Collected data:
============
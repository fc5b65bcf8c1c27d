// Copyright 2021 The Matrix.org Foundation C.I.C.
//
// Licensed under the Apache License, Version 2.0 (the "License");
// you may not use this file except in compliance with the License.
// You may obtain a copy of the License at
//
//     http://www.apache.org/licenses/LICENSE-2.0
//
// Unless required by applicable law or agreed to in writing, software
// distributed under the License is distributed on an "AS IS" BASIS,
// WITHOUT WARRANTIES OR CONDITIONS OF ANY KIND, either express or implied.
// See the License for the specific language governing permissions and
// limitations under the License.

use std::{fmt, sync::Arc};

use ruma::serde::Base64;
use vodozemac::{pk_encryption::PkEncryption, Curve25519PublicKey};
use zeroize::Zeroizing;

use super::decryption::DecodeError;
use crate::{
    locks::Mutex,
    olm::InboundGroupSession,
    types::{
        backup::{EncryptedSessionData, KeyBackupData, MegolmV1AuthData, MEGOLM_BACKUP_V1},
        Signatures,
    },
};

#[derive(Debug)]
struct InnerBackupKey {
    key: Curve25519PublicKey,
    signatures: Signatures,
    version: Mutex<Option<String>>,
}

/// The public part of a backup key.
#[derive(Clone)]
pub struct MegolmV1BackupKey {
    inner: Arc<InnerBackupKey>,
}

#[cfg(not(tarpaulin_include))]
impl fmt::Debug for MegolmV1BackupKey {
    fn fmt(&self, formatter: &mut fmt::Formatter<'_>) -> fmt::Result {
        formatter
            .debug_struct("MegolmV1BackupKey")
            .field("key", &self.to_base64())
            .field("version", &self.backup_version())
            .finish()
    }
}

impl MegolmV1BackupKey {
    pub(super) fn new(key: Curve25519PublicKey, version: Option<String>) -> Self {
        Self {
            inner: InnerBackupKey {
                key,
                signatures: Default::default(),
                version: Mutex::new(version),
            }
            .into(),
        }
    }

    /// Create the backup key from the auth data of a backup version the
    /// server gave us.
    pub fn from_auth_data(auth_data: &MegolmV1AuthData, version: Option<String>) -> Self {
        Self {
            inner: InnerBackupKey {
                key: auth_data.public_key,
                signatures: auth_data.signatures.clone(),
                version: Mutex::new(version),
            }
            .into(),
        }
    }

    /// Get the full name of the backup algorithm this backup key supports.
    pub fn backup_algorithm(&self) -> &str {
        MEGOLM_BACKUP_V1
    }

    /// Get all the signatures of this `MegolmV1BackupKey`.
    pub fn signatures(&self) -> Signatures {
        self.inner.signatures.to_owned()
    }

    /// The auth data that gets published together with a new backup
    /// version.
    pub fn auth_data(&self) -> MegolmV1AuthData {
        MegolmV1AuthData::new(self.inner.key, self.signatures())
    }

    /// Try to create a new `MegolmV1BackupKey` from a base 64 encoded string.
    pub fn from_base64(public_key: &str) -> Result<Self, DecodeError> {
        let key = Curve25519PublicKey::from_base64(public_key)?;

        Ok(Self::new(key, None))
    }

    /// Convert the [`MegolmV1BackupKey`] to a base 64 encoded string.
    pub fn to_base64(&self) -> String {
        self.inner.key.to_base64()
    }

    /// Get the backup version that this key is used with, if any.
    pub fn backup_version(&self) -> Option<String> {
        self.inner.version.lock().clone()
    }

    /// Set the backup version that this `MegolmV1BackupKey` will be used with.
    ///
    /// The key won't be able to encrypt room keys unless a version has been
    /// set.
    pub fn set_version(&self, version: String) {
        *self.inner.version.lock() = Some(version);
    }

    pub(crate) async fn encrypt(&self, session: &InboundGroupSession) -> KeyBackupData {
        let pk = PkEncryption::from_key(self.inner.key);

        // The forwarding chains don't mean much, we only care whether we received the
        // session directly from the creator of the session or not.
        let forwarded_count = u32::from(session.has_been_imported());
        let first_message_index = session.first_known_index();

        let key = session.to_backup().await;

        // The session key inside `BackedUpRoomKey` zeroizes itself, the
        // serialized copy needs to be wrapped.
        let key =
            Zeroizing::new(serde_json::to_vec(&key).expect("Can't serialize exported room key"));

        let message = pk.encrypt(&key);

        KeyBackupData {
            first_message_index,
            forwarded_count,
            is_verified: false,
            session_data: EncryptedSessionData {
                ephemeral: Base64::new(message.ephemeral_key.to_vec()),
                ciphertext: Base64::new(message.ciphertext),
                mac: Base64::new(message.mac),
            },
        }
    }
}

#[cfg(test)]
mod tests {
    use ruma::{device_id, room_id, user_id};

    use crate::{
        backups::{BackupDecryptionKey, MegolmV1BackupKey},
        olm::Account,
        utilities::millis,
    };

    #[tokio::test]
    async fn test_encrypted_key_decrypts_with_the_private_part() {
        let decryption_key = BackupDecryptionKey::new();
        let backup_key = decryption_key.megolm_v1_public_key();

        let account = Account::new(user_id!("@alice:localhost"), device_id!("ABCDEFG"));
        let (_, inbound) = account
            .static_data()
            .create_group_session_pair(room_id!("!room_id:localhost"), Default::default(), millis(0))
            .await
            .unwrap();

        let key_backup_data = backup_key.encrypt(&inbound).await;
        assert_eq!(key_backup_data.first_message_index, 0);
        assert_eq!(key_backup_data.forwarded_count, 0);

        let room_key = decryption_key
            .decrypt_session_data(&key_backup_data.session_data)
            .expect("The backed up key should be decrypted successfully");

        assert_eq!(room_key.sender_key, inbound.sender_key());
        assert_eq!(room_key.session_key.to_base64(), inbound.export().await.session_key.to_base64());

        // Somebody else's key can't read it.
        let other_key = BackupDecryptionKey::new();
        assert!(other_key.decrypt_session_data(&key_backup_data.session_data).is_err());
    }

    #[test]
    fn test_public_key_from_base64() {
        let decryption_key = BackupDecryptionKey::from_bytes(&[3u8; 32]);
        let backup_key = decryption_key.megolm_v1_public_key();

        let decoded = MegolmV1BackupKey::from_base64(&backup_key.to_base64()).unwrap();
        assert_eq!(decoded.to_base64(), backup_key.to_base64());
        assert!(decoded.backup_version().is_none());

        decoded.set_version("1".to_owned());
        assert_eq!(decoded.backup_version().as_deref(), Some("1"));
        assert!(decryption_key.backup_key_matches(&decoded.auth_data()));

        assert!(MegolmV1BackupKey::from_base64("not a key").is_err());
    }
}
============
Work task: Copy every line in the data above that has the string "Mutex" in it.

Output below:
    locks::Mutex,
    version: Mutex<Option<String>>,
                version: Mutex::new(version),
                version: Mutex::new(version),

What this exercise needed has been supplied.